ENTRIES PROVIDED »
::::::

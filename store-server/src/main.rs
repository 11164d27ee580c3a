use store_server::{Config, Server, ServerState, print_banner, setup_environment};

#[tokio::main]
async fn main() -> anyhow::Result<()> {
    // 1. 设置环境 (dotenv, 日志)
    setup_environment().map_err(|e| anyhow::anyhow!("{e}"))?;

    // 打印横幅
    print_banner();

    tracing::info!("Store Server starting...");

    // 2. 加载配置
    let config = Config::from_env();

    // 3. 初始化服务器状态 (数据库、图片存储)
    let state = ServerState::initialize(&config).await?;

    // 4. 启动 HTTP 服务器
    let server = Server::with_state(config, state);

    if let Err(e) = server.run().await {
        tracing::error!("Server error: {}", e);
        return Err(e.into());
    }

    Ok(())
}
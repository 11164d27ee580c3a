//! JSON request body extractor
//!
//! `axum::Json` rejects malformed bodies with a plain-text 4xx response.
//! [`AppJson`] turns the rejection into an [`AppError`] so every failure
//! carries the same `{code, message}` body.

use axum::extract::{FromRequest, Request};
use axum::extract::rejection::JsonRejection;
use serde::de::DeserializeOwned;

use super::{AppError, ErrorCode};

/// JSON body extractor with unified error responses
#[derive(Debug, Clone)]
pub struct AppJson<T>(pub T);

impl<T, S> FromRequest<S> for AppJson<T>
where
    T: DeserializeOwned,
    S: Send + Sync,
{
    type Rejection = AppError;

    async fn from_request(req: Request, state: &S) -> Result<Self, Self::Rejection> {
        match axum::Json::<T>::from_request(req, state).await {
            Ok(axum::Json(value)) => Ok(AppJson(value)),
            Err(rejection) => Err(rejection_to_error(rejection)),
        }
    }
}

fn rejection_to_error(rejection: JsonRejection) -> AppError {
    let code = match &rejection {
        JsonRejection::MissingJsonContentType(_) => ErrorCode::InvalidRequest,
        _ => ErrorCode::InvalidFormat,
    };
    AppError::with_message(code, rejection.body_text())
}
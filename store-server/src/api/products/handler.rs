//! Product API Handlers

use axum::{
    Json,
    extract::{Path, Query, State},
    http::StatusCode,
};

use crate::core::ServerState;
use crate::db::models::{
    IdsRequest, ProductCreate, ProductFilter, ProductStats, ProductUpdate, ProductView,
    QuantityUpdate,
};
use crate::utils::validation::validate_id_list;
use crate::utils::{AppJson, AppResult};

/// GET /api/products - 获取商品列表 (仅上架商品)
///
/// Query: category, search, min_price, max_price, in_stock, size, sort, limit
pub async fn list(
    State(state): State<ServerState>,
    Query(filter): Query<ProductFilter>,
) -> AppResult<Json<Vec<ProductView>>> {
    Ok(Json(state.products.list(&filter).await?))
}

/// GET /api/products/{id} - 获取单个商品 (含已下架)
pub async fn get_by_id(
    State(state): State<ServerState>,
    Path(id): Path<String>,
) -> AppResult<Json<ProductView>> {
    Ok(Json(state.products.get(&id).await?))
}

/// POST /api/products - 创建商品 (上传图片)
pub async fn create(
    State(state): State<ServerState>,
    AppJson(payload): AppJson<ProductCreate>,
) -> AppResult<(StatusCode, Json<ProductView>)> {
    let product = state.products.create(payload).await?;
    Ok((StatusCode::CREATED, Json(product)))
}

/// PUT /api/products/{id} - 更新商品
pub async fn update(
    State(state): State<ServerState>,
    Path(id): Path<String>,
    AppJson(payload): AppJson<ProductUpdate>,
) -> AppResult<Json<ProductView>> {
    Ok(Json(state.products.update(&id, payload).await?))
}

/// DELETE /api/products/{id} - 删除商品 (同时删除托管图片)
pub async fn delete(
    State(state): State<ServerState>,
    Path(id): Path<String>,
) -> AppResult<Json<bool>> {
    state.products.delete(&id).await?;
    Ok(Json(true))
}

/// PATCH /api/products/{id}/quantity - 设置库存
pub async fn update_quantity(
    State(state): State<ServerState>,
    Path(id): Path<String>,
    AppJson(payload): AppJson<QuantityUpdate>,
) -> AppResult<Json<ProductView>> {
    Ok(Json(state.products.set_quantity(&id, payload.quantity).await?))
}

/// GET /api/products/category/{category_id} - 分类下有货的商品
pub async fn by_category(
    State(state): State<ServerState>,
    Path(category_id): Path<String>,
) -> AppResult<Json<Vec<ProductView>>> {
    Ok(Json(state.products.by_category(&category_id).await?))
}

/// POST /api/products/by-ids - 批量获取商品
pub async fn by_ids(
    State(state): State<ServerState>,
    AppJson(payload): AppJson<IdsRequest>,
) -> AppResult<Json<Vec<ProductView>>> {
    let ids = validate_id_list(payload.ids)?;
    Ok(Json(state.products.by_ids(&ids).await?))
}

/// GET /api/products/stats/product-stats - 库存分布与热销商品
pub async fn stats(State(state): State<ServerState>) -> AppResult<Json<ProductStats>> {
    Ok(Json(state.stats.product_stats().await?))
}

::::::

ACTIVITY » All lines of the material that contain the string "crate" are to be copied.

FINISHED TASK »
use crate::core::ServerState;
use crate::db::models::{
use crate::utils::validation::validate_id_list;
use crate::utils::{AppJson, AppResult};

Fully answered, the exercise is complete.